Проблема человека – это своеобразная веха, которая отделяет сократиков от досократической эпохи. Сократ не изобличает воззрения своих предшественников. Но он не стремится провозгласить и новое философское учение. Суть его откровений в том, что прежние проблемы получили теперь иную аранжировку, оказались соотнесенными с новым интеллектуальным центром. Проблемы греческой натурфилософии предстали теперь после Сократа как второстепенные, не определяющие главный створ философской мысли.

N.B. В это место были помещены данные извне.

//! Install-time activation and full-removal teardown

use crate::error::Result;
use crate::ingest;
use crate::schema;
use crate::seed::SeedFile;
use crate::store::Store;
use std::path::Path;

/// What an activation run did
#[derive(Debug, Clone, Copy, PartialEq, Eq)]
pub enum Activation {
    /// The schema was already present; nothing was written
    AlreadyInstalled,
    /// Tables were created and seeded
    Seeded { tickers: usize, prices: usize },
}

/// Creates and seeds the exchange tables
#[derive(Debug)]
pub struct Activator<'a> {
    store: &'a Store,
}

impl<'a> Activator<'a> {
    pub fn new(store: &'a Store) -> Self {
        Self { store }
    }

    /// Create the tables and load the seed file.
    ///
    /// If the ticker table already exists the store is assumed to be seeded and
    /// nothing happens, even when the tables were emptied by hand. A failure
    /// part way through leaves whatever was already written in place.
    pub fn activate(&self, seed_path: &Path) -> Result<Activation> {
        if schema::tables_exist(self.store)? {
            log::info!(
                "Exchange tables already present in {}, skipping seed",
                self.store.tables().tickers
            );
            return Ok(Activation::AlreadyInstalled);
        }

        schema::create_tables(self.store)?;

        let seed = SeedFile::load(seed_path)?;
        log::info!(
            "Seeding {} ticker(s) and {} data row(s) from {}",
            seed.tickers.len(),
            seed.rows.len(),
            seed_path.display()
        );

        let ticker_ids = ingest::insert_tickers(self.store, &seed.symbols())?;
        let prices = ingest::insert_prices(self.store, &seed.rows, &ticker_ids)?;

        log::info!(
            "Activation complete: {} ticker(s), {} price(s)",
            ticker_ids.len(),
            prices
        );
        Ok(Activation::Seeded {
            tickers: ticker_ids.len(),
            prices,
        })
    }
}

/// Removes all exchange data and tables
#[derive(Debug)]
pub struct Uninstaller<'a> {
    store: &'a Store,
}

impl<'a> Uninstaller<'a> {
    pub fn new(store: &'a Store) -> Self {
        Self { store }
    }

    /// Delete every ticker (prices follow through the cascade), then drop the
    /// price table before the ticker table it references.
    pub fn uninstall(&self) -> Result<()> {
        let tables = self.store.tables();
        if !schema::tables_exist(self.store)? {
            log::info!("Table {} not found, nothing to uninstall", tables.tickers);
            return Ok(());
        }

        let deleted = self
            .store
            .conn()
            .execute(&format!("DELETE FROM {}", tables.tickers), [])?;
        log::info!("Deleted {} ticker(s) and their prices", deleted);

        schema::drop_tables(self.store)
    }
}
//! Seed file parsing
//!
//! The seed is a loosely structured CSV:
//!
//! ```text
//! Date,Time,AAA Price USD,BBB Price USD
//! 20180102,09:30:00,"$1,000.50","2,000"
//! ```
//!
//! The first row is the header. Its first two cells label the date and time
//! columns and are ignored; every other cell is `"<SYMBOL> <suffix>"`. Data
//! rows carry a date, a time, and then one price per header ticker at the same
//! position.

use crate::error::{DataFileError, ExchangeError, Result};
use crate::types::{Price, Symbol};
use csv::ReaderBuilder;
use std::fs::File;
use std::path::Path;

/// Number of leading date/time columns in every row
pub const LEADING_COLUMNS: usize = 2;

/// Longest symbol the ticker column can hold
pub const MAX_SYMBOL_LEN: usize = 10;

/// Parsed header cell: `"AAPL Price USD"` → symbol `AAPL`, suffix `Price USD`
#[derive(Debug, Clone, PartialEq, Eq)]
pub struct TickerLabel {
    pub symbol: Symbol,
    pub suffix: String,
}

/// Parse one composite header cell.
///
/// The symbol is everything before the first space; a label without a space is
/// all symbol. Empty symbols and symbols longer than [`MAX_SYMBOL_LEN`] are
/// rejected.
pub fn parse_ticker_label(label: &str) -> Result<TickerLabel> {
    let label = label.trim();
    let (symbol, suffix) = match label.split_once(' ') {
        Some((symbol, suffix)) => (symbol, suffix.trim()),
        None => (label, ""),
    };

    if symbol.is_empty() {
        return Err(ExchangeError::InvalidSeed(format!(
            "Header cell {:?} has no ticker symbol",
            label
        )));
    }
    if symbol.chars().count() > MAX_SYMBOL_LEN {
        return Err(ExchangeError::InvalidSeed(format!(
            "Ticker symbol {:?} is longer than {} characters",
            symbol, MAX_SYMBOL_LEN
        )));
    }

    Ok(TickerLabel {
        symbol: symbol.to_string(),
        suffix: suffix.to_string(),
    })
}

/// Strip `$` and `,` and parse what is left as a decimal.
///
/// Only US formatting is understood. An empty cell yields `None`; `NaN` and
/// infinities are rejected.
pub fn clean_price(cell: &str) -> Result<Option<Price>> {
    let cleaned: String = cell.chars().filter(|c| !matches!(c, '$' | ',')).collect();
    let cleaned = cleaned.trim();
    if cleaned.is_empty() {
        return Ok(None);
    }

    let price = cleaned
        .parse::<Price>()
        .map_err(|e| ExchangeError::InvalidSeed(format!("Invalid price {:?}: {}", cell, e)))?;
    if !price.is_finite() {
        return Err(ExchangeError::InvalidSeed(format!(
            "Invalid price {:?}: not a finite number",
            cell
        )));
    }
    Ok(Some(price))
}

/// One data row with the date/time split off
#[derive(Debug, Clone, PartialEq, Eq)]
pub struct SeedRow {
    pub date: String,
    pub time: String,
    /// Raw price cells, positionally aligned with the header tickers
    pub prices: Vec<String>,
}

impl SeedRow {
    /// Split a raw CSV row; `line` is only used for error messages
    pub fn from_fields(fields: Vec<String>, line: usize) -> Result<Self> {
        if fields.len() < LEADING_COLUMNS {
            return Err(ExchangeError::InvalidSeed(format!(
                "Row {} has {} field(s), expected at least a date and a time",
                line,
                fields.len()
            )));
        }

        let mut fields = fields.into_iter();
        let date = fields.next().unwrap_or_default();
        let time = fields.next().unwrap_or_default();
        Ok(Self {
            date,
            time,
            prices: fields.collect(),
        })
    }
}

/// Seed file split into its header tickers and data rows
#[derive(Debug, Clone, PartialEq, Eq)]
pub struct SeedFile {
    pub tickers: Vec<TickerLabel>,
    pub rows: Vec<SeedRow>,
}

impl SeedFile {
    /// Read and split a seed file
    pub fn load(path: &Path) -> Result<Self> {
        let rows = read_rows(path)?;
        Self::from_rows(rows)
    }

    /// Split already-read rows: the first is the header, the rest are data.
    pub fn from_rows(rows: Vec<Vec<String>>) -> Result<Self> {
        let mut rows = rows.into_iter();
        let header = rows
            .next()
            .ok_or_else(|| ExchangeError::InvalidSeed("Seed has no header row".to_string()))?;

        let tickers = header
            .iter()
            .skip(LEADING_COLUMNS)
            .map(|label| parse_ticker_label(label))
            .collect::<Result<Vec<_>>>()?;

        let mut data = Vec::new();
        for (idx, fields) in rows.enumerate() {
            // Header is line 1
            let line = idx + 2;
            let row = SeedRow::from_fields(fields, line)?;
            if row.prices.len() > tickers.len() {
                return Err(ExchangeError::InvalidSeed(format!(
                    "Row {} has {} price(s) but the header names {} ticker(s)",
                    line,
                    row.prices.len(),
                    tickers.len()
                )));
            }
            data.push(row);
        }

        Ok(Self {
            tickers,
            rows: data,
        })
    }

    /// Symbols in header order
    pub fn symbols(&self) -> Vec<Symbol> {
        self.tickers.iter().map(|t| t.symbol.clone()).collect()
    }

    /// Number of price cells across all data rows
    pub fn price_count(&self) -> usize {
        self.rows.iter().map(|r| r.prices.len()).sum()
    }
}

fn display_name(path: &Path) -> String {
    path.file_name()
        .map(|n| n.to_string_lossy().to_string())
        .unwrap_or_else(|| path.display().to_string())
}

/// Read every CSV record of the seed file as a list of string fields.
///
/// Rows may differ in length and blank lines are skipped.
pub fn read_rows(path: &Path) -> std::result::Result<Vec<Vec<String>>, DataFileError> {
    let file = display_name(path);

    if !path.is_file() {
        return Err(DataFileError::Missing { file });
    }

    let handle = File::open(path).map_err(|e| DataFileError::Unreadable {
        file: file.clone(),
        reason: e.to_string(),
    })?;

    let mut reader = ReaderBuilder::new()
        .has_headers(false)
        .flexible(true)
        .from_reader(handle);

    let mut rows = Vec::new();
    for record in reader.records() {
        let record = record.map_err(|e| DataFileError::Unreadable {
            file: file.clone(),
            reason: e.to_string(),
        })?;
        rows.push(record.iter().map(|field| field.to_string()).collect());
    }

    if rows.is_empty() {
        return Err(DataFileError::Empty { file });
    }

    log::debug!("Read {} row(s) from {}", rows.len(), file);
    Ok(rows)
}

"У Сократа нет особой теории природы и отдельной логической теории, – пишет Э.Кассирер. – Мы не находим у него даже и стройной, систематизированной этической теории – в том смысле, в каком она понималась в последующих этических системах. Остался только один вопрос: что есть человек? Сократ всегда отстаивал идеал объективной, абсолютной, универсальной истины. Но единственный универсум, который он признавал и который исследовал, – это универсум человека. Его философия – если у него была философия – строго антропологична"[71].

Однако стоит обратиться к сократическим диалогам Платона, чтобы убедиться: никакого принципиально нового решения прежних проблем нет. Тщательно продуманы философом индивидуальные человеческие качества и добродетели. Немало говорится о благе, справедливости, умеренности, доблести. Но разве можно понять природу этих свойств без выявления человеческой сущности? Ведь у Сократа нет определения человека.

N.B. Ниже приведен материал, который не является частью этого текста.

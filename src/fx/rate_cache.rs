//! Cached historical rate lookups
//!
//! A lookup first consults the [`RateStore`] under the key `date + target
//! currency` (e.g. `20180102SGD`). On a miss the [`RateSource`] is called once
//! and the answer cached for the configured TTL. Failures are not retried and
//! are not cached.

use super::base::{CurrencyPair, RateSource};
use super::cache::RateStore;
use crate::config::DEFAULT_CACHE_TTL_HOURS;
use crate::error::RateFetchError;
use crate::types::Rate;
use chrono::Duration;

/// Rate lookups with a transient cache in front of an external source
#[derive(Debug)]
pub struct RateCache<S, C> {
    source: S,
    store: C,
    pair: CurrencyPair,
    ttl: Duration,
}

impl<S: RateSource, C: RateStore> RateCache<S, C> {
    /// USD→SGD cache with the default 24 hour lifetime
    pub fn new(source: S, store: C) -> Self {
        Self {
            source,
            store,
            pair: CurrencyPair::USD_SGD,
            ttl: Duration::hours(DEFAULT_CACHE_TTL_HOURS),
        }
    }

    pub fn with_ttl(mut self, ttl: Duration) -> Self {
        self.ttl = ttl;
        self
    }

    pub fn pair(&self) -> CurrencyPair {
        self.pair
    }

    pub fn source(&self) -> &S {
        &self.source
    }

    pub fn store(&self) -> &C {
        &self.store
    }

    /// Cache key for a date
    pub fn cache_key(&self, date: &str) -> String {
        format!("{}{}", date, self.pair.target)
    }

    /// Cached rate, else a fresh fetch that is then cached.
    ///
    /// A broken cache store only costs a fetch; it is logged and skipped.
    pub async fn fetch_rate(&self, date: &str) -> Result<f64, RateFetchError> {
        let key = self.cache_key(date);

        match self.store.get(&key) {
            Ok(Some(rate)) => {
                log::debug!("Rate cache hit for {}", key);
                return Ok(rate);
            }
            Ok(None) => log::debug!("Rate cache miss for {}", key),
            Err(e) => log::warn!("Rate cache read failed for {}: {}", key, e),
        }

        let rate = self.source.historical_rate(date, self.pair).await?;

        if let Err(e) = self.store.set(&key, rate, self.ttl) {
            log::warn!("Rate cache write failed for {}: {}", key, e);
        }
        Ok(rate)
    }

    /// Rate for `date`, or `None` when it could not be obtained.
    ///
    /// Never fails: fetch errors are logged so the caller can carry on with a
    /// hole in its data.
    pub async fn get_rate(&self, date: &str) -> Rate {
        match self.fetch_rate(date).await {
            Ok(rate) => Some(rate),
            Err(e) => {
                log::warn!(
                    "{} rate for {} unavailable from {}: {}",
                    self.pair,
                    date,
                    self.source.name(),
                    e
                );
                None
            }
        }
    }
}
//! Shared fixtures for the integration tests

#![allow(dead_code)]

use fool_exchange::error::RateFetchError;
use fool_exchange::fx::{CurrencyPair, RateSource};
use std::collections::HashMap;
use std::io::Write;
use std::sync::atomic::{AtomicUsize, Ordering};
use std::sync::Mutex;
use tempfile::NamedTempFile;

/// Small seed in the same shape as the shipped initial-data.csv
pub const SAMPLE_SEED: &str = "\
Date,Time,FOOL Price USD,AAPL Price USD,MSFT Price USD
20180102,09:30:00,\"$1,000.50\",\"$172.26\",85.95
20180102,16:00:00,\"$1,010.00\",\"$172.02\",85.95
20180103,09:30:00,\"$1,020.25\",\"$172.30\",86.35
20180103,16:00:00,\"$1,015.75\",\"$172.15\",86.10
";

pub fn write_seed(contents: &str) -> NamedTempFile {
    let mut file = NamedTempFile::new().unwrap();
    file.write_all(contents.as_bytes()).unwrap();
    file.flush().unwrap();
    file
}

/// Rate source answering from a fixed table, counting every call
#[derive(Default)]
pub struct MockRateSource {
    rates: HashMap<String, f64>,
    calls: AtomicUsize,
    dates: Mutex<Vec<String>>,
}

impl MockRateSource {
    pub fn with_rates(rates: &[(&str, f64)]) -> Self {
        Self {
            rates: rates.iter().map(|(d, r)| (d.to_string(), *r)).collect(),
            ..Self::default()
        }
    }

    pub fn calls(&self) -> usize {
        self.calls.load(Ordering::SeqCst)
    }

    pub fn requested_dates(&self) -> Vec<String> {
        self.dates.lock().unwrap().clone()
    }
}

impl RateSource for MockRateSource {
    async fn historical_rate(&self, date: &str, _pair: CurrencyPair) -> Result<f64, RateFetchError> {
        self.calls.fetch_add(1, Ordering::SeqCst);
        self.dates.lock().unwrap().push(date.to_string());
        self.rates
            .get(date)
            .copied()
            .ok_or_else(|| RateFetchError::ConnectionFailure(format!("no route for {}", date)))
    }

    fn name(&self) -> &str {
        "mock"
    }
}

Почему же Сократ не предваряет свои размышления о человеке неким общим постижением человека? Он как бы показывает: мы не можем исследовать природу человека тем же путем, каким мы раскрываем природу физических вещей. Те можно анализировать через обозначение их естественных признаков. Что касается человека, то его можно определить только в терминах его сознания. Но опять-таки обычные методы исследования не годятся для постановки и проявления данной проблемы.

Дело в том, что эмпирическое наблюдение и логический анализ в том значении, какое они имели в досократовской философии, применительно к человеку утрачивали свои достоинства. Постижение человека оказывалось возможным только в процессе прямого общения людей. Чтобы распознать человека, важно оказаться непосредственно рядом с ним. "Следовательно, вовсе не новизна объективного содержания, а новизна самого мышления – его использования, его роли – составляет отличительную черту философии Сократа. Философия, которая до той поры понималась как интеллектуальный монолог, превратилась в диалог. Только с помощью диалогической или диалектической мысли можно было подойти к познанию человеческой природы"[72].